▶ **Work required**:
Search the material and gather each line with "rule" in it.

--- START ---

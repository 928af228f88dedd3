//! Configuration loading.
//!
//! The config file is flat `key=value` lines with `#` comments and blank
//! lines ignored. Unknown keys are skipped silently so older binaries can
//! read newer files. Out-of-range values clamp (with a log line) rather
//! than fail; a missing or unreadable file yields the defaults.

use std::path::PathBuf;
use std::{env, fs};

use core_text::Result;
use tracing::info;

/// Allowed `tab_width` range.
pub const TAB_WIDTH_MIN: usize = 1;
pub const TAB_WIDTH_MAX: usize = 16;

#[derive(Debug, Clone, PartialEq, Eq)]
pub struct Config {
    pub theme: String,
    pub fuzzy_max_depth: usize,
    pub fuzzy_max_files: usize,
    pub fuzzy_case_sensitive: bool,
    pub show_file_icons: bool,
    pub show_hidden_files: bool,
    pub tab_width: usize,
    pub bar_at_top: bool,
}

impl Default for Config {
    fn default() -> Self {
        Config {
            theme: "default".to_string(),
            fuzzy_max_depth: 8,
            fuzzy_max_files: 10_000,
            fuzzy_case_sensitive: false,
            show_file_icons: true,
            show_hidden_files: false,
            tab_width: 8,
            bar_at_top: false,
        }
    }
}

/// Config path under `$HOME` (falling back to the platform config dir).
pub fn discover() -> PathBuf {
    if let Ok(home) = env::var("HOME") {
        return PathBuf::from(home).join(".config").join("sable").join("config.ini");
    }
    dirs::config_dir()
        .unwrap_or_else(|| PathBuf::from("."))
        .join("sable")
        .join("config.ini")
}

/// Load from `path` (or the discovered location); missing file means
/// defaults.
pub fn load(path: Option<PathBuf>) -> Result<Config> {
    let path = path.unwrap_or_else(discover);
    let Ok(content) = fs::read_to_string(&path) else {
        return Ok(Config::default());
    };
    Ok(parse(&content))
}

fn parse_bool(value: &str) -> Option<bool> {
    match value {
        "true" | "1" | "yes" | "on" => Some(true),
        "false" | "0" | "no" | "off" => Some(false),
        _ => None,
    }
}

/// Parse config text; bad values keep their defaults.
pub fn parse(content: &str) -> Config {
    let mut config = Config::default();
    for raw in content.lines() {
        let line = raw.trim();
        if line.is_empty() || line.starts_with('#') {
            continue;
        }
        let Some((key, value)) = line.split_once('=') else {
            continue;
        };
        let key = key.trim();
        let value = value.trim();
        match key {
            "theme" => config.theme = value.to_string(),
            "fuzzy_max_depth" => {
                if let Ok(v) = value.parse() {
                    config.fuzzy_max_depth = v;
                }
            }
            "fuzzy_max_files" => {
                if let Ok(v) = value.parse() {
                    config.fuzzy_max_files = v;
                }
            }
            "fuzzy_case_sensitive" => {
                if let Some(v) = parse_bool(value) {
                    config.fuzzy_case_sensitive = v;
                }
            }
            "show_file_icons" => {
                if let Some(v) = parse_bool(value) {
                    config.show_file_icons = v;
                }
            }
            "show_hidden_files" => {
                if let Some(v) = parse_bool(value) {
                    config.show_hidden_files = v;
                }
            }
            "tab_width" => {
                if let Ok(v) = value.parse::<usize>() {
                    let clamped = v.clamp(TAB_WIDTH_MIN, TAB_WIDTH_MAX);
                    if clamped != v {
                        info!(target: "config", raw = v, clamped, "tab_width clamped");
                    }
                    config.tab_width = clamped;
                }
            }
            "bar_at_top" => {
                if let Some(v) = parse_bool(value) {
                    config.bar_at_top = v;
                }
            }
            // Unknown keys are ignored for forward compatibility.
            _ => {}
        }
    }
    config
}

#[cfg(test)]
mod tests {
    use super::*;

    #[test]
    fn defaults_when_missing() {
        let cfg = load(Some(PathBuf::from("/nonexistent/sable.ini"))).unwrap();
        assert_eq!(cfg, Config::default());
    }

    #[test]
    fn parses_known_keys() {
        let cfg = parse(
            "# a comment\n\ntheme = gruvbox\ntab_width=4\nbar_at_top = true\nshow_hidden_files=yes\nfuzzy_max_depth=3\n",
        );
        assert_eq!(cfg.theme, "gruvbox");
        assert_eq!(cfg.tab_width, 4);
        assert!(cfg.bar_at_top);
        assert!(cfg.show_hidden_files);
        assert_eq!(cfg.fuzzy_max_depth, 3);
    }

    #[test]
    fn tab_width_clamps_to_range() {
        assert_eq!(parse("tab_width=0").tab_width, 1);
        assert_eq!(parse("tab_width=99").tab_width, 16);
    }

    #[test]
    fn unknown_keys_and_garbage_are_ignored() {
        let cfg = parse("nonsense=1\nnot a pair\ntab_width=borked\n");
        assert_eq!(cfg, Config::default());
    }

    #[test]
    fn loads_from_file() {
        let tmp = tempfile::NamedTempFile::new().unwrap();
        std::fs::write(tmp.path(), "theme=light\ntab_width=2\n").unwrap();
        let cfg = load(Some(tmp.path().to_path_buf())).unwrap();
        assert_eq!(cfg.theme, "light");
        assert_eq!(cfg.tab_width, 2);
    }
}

--- END ---
--- START ---

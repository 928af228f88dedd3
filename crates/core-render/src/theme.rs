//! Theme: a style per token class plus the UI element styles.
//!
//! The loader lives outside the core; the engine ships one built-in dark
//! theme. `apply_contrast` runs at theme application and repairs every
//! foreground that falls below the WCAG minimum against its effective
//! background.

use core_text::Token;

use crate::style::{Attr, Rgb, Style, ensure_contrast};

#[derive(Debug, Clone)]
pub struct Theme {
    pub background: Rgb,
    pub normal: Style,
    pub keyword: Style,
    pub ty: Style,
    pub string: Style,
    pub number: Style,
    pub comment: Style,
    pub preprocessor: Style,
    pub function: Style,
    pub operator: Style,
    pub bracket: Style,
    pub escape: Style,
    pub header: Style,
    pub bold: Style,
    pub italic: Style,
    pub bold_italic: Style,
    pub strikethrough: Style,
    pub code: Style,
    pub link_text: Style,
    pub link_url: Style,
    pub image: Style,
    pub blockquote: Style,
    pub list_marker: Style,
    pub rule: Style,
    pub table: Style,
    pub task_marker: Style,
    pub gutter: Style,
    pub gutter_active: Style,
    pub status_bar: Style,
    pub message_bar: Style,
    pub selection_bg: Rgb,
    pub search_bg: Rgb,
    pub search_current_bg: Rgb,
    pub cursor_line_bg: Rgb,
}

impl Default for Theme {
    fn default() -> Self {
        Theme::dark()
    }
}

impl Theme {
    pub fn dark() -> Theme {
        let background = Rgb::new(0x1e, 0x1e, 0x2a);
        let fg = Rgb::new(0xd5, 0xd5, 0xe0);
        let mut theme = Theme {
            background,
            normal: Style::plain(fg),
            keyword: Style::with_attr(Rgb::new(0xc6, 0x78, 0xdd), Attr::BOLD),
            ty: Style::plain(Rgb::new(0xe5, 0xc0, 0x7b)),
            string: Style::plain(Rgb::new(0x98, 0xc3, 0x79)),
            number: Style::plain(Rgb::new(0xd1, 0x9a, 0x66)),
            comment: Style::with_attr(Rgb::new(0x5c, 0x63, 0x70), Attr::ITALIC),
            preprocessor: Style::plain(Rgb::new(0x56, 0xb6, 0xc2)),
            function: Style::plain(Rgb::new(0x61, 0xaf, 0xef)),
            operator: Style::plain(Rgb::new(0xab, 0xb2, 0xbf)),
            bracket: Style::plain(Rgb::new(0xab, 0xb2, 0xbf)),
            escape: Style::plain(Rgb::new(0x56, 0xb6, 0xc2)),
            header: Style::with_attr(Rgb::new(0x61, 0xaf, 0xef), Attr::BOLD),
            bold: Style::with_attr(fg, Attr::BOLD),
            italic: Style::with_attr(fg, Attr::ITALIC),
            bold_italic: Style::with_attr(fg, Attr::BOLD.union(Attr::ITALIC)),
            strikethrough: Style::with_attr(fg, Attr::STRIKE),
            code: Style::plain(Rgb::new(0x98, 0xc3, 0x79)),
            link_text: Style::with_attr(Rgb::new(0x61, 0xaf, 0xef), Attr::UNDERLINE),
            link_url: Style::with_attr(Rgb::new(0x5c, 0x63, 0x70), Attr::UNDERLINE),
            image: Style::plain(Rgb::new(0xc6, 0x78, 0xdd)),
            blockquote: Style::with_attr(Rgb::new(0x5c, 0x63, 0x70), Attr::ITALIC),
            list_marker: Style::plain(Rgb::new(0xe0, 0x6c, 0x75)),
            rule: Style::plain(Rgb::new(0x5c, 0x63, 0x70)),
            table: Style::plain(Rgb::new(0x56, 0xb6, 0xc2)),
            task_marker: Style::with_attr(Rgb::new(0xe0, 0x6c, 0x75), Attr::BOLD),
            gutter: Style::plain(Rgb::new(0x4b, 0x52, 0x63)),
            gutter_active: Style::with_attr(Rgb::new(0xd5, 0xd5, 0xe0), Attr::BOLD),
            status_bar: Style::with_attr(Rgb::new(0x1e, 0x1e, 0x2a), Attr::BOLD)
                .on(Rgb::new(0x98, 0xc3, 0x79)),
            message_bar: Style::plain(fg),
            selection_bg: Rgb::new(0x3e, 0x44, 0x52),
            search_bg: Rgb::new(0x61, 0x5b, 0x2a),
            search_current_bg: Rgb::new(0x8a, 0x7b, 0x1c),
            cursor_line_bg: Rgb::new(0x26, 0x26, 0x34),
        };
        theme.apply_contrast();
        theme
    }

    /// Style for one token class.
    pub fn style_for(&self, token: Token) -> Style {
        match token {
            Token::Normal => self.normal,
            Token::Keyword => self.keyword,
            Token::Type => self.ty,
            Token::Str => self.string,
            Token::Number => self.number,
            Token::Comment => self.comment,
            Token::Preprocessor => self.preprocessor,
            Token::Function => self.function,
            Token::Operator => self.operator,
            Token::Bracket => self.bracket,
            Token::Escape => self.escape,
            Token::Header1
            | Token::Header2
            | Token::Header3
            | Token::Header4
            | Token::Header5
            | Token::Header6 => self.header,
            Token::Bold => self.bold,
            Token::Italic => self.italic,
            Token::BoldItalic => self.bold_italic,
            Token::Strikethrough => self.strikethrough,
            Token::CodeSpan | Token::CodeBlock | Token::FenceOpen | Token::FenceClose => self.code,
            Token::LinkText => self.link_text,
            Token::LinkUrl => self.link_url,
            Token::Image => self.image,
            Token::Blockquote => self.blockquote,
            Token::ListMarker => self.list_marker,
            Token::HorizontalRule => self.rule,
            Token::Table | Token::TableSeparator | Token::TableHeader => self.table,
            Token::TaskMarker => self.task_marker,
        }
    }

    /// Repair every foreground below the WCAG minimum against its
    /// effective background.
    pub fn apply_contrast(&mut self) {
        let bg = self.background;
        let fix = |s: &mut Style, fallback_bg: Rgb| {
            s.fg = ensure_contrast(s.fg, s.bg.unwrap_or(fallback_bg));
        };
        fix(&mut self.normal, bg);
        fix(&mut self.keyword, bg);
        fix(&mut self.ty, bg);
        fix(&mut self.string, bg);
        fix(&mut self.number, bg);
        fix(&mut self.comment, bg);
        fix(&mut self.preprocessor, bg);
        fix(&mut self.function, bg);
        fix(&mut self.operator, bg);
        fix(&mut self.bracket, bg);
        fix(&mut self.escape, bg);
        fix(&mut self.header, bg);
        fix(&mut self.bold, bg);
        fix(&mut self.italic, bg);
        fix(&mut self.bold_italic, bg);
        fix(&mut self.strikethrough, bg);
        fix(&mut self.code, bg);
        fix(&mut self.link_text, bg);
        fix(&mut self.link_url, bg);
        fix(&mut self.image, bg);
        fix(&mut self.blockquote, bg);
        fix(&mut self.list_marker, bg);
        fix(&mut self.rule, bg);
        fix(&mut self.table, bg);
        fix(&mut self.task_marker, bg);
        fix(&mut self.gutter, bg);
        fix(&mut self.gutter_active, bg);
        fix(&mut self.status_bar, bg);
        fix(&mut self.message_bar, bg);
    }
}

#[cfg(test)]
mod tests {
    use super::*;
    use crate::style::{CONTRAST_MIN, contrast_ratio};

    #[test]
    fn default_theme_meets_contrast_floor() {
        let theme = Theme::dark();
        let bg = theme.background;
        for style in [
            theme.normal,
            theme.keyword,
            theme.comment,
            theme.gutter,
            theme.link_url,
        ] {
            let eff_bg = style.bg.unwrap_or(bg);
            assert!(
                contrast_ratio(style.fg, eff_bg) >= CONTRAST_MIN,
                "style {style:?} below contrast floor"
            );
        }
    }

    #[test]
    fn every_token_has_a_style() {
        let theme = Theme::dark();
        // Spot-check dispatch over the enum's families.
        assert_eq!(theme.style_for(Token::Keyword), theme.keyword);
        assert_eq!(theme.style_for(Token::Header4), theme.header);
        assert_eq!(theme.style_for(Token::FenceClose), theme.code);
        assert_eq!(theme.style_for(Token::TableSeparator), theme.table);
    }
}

--- END ---
--- START ---

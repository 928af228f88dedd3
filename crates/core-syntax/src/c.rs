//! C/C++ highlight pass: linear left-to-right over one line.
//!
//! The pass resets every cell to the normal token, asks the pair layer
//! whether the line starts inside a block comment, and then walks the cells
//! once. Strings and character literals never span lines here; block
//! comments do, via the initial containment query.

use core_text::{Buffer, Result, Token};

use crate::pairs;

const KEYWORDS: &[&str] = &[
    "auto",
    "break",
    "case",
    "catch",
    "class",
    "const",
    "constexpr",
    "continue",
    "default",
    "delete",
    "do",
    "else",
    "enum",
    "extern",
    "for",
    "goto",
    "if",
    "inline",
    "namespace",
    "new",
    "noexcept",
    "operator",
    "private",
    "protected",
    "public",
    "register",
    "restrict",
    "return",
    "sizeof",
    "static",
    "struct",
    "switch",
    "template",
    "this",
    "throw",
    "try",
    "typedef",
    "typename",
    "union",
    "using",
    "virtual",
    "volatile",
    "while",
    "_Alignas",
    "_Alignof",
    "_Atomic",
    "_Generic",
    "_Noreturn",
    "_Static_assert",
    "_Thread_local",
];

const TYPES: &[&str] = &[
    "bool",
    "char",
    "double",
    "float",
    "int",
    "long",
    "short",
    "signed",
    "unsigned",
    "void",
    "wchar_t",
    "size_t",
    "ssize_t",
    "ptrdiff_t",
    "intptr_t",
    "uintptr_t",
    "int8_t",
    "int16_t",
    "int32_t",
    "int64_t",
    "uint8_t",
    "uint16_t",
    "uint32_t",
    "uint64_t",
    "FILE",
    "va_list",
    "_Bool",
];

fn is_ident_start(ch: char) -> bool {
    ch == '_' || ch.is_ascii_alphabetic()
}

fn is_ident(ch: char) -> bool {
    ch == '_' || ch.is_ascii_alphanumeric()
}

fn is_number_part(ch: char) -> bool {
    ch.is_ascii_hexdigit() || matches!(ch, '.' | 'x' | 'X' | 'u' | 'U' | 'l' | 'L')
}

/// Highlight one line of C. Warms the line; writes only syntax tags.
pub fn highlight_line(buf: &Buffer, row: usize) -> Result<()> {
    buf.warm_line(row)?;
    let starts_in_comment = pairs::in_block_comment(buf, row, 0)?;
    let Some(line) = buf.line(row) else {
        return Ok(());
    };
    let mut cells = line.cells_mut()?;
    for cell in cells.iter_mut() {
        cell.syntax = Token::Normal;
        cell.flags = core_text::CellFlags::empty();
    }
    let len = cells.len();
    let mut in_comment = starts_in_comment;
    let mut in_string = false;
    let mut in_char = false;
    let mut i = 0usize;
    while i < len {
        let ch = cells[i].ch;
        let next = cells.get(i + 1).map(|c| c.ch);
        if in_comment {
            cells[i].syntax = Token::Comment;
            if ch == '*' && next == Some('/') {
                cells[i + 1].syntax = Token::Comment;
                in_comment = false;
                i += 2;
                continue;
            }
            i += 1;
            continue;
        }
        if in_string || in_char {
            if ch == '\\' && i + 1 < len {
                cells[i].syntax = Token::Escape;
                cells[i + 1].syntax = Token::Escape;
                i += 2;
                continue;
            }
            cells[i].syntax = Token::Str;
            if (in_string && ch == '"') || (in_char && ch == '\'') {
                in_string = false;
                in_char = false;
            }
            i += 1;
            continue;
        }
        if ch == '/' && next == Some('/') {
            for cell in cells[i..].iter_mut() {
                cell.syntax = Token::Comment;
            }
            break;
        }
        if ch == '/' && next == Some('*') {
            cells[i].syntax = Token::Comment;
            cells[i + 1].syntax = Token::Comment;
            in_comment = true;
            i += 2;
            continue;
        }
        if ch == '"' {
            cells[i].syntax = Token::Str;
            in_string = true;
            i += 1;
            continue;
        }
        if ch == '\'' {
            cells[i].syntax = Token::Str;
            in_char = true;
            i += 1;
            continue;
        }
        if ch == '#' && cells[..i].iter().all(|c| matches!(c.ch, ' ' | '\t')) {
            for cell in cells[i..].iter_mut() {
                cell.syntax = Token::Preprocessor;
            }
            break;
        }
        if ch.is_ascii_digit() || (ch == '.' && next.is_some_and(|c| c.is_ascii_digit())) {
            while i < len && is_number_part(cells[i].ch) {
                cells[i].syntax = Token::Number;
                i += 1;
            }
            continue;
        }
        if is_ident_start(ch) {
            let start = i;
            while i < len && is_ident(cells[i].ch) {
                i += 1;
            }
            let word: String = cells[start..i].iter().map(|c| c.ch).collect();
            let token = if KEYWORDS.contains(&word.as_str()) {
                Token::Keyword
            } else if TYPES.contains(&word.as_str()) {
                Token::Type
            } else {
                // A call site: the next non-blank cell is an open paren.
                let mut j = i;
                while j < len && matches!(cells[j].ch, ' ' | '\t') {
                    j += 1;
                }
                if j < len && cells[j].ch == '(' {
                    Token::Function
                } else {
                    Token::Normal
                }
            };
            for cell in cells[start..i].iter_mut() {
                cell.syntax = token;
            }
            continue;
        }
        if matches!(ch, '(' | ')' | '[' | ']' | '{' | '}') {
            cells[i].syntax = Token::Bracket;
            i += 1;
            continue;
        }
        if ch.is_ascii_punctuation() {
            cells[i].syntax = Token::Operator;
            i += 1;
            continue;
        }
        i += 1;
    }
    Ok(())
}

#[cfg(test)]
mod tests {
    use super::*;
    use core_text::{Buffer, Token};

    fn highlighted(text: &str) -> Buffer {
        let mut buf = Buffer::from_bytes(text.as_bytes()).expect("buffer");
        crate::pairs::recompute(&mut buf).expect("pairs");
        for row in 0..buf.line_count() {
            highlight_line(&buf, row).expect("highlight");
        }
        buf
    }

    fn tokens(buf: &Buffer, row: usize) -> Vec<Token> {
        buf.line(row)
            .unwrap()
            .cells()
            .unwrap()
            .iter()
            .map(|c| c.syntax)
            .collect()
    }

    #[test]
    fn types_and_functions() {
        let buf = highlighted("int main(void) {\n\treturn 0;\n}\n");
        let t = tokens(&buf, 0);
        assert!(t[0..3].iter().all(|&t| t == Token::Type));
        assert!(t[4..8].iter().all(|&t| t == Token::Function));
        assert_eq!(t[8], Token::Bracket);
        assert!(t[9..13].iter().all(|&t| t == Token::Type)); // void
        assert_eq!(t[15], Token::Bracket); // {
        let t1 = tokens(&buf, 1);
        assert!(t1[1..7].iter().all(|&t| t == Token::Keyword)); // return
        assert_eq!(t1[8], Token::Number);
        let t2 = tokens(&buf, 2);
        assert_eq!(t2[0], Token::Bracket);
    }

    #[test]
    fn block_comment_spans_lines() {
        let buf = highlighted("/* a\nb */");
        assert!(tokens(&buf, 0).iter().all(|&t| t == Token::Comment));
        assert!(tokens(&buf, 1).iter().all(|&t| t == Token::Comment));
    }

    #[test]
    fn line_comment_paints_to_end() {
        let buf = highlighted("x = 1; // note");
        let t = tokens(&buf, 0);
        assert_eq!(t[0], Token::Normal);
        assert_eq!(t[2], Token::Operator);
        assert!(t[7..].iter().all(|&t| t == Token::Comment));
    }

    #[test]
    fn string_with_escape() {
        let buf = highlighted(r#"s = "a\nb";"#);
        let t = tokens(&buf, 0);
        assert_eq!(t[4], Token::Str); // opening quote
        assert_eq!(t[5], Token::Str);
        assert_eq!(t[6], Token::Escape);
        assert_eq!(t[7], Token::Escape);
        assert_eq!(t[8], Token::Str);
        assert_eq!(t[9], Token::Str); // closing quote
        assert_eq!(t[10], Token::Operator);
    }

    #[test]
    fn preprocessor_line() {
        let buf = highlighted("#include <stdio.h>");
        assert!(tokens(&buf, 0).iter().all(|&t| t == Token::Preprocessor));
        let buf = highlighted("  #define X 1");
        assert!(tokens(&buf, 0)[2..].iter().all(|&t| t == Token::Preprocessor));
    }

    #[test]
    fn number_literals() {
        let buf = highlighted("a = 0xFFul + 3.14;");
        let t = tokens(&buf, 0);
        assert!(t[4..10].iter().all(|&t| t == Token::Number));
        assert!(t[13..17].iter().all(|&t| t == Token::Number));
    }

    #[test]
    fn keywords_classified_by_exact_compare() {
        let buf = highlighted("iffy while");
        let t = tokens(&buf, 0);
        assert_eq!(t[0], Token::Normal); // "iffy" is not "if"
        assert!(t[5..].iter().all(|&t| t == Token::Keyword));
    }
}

--- END ---

▶ **Exercise result**:
    pub rule: Style,
            rule: Style::plain(Rgb::new(0x5c, 0x63, 0x70)),
            Token::HorizontalRule => self.rule,
        fix(&mut self.rule, bg);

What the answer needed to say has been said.